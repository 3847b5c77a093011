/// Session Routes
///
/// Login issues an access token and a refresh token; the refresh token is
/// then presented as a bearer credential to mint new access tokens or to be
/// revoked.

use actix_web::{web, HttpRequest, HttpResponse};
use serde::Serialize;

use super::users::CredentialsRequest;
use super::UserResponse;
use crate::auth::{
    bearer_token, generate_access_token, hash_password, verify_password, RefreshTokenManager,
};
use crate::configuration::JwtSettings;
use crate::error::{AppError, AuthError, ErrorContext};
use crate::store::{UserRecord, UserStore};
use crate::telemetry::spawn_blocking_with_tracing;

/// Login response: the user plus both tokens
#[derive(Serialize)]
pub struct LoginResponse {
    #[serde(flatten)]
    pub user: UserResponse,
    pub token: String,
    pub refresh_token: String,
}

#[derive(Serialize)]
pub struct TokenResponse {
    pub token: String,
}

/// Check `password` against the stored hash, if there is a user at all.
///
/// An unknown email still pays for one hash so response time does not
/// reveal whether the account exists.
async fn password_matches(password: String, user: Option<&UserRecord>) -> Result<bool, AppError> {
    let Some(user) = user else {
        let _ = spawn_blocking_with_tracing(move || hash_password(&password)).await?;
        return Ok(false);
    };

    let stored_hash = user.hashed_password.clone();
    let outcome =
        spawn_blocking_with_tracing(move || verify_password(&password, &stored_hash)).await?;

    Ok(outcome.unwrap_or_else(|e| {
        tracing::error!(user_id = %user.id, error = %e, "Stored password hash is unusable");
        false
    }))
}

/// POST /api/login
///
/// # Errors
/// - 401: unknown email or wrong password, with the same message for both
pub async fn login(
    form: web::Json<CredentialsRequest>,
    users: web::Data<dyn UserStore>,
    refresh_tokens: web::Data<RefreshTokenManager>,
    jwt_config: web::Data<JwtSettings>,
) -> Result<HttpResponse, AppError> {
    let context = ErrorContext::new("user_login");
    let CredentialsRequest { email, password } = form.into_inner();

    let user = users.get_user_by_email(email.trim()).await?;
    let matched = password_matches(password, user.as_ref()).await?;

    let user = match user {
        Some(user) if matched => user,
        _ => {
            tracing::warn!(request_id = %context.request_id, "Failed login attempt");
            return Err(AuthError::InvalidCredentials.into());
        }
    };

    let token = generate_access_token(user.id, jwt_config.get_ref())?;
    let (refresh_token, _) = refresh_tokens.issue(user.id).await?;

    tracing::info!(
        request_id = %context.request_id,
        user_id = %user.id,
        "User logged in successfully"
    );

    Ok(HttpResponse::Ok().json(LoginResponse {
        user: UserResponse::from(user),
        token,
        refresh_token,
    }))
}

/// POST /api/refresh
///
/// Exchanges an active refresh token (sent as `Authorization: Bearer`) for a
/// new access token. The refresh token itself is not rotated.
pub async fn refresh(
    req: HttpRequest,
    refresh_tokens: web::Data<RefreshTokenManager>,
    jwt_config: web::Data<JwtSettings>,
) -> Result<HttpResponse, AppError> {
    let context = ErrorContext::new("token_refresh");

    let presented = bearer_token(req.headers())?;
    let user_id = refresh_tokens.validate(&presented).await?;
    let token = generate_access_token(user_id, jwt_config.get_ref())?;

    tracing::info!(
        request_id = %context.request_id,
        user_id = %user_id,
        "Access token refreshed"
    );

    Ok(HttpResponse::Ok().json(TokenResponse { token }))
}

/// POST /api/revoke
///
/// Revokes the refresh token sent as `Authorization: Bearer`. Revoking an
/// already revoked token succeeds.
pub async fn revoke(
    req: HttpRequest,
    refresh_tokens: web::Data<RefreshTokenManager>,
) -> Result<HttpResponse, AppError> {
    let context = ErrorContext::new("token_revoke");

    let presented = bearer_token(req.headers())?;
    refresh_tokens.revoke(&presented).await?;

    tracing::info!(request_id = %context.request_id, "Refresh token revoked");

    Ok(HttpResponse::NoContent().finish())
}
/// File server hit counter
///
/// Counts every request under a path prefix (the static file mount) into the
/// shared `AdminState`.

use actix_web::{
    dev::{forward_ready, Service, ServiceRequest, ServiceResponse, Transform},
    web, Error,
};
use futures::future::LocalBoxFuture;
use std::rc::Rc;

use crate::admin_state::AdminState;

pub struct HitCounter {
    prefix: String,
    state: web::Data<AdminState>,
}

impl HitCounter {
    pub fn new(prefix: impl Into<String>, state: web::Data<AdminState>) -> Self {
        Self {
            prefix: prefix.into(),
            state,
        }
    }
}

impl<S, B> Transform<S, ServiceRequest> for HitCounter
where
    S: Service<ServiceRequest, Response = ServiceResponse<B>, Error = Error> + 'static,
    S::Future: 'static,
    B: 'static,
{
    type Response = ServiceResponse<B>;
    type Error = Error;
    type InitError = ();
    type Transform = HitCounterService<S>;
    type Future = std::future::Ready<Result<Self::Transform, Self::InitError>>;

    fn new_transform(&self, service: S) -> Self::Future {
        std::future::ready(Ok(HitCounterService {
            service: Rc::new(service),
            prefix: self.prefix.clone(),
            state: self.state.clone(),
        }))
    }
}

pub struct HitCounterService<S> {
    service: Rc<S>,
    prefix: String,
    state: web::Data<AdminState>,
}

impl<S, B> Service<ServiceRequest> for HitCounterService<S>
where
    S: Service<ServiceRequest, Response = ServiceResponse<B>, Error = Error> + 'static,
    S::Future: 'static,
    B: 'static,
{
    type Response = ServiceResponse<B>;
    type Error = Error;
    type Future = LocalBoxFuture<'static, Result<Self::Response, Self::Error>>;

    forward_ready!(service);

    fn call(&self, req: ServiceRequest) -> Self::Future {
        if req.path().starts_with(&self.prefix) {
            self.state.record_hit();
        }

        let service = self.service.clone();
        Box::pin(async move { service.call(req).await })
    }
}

•••

Work request: The answer must hold exactly the lines of the entries above, from the first line through the line that contains "the account exists.", and no others.

Task solution:
repository 3847b5c77a093011
/// Session Routes
///
/// Login issues an access token and a refresh token; the refresh token is
/// then presented as a bearer credential to mint new access tokens or to be
/// revoked.

use actix_web::{web, HttpRequest, HttpResponse};
use serde::Serialize;

use super::users::CredentialsRequest;
use super::UserResponse;
use crate::auth::{
    bearer_token, generate_access_token, hash_password, verify_password, RefreshTokenManager,
};
use crate::configuration::JwtSettings;
use crate::error::{AppError, AuthError, ErrorContext};
use crate::store::{UserRecord, UserStore};
use crate::telemetry::spawn_blocking_with_tracing;

/// Login response: the user plus both tokens
#[derive(Serialize)]
pub struct LoginResponse {
    #[serde(flatten)]
    pub user: UserResponse,
    pub token: String,
    pub refresh_token: String,
}

#[derive(Serialize)]
pub struct TokenResponse {
    pub token: String,
}

/// Check `password` against the stored hash, if there is a user at all.
///
/// An unknown email still pays for one hash so response time does not
/// reveal whether the account exists.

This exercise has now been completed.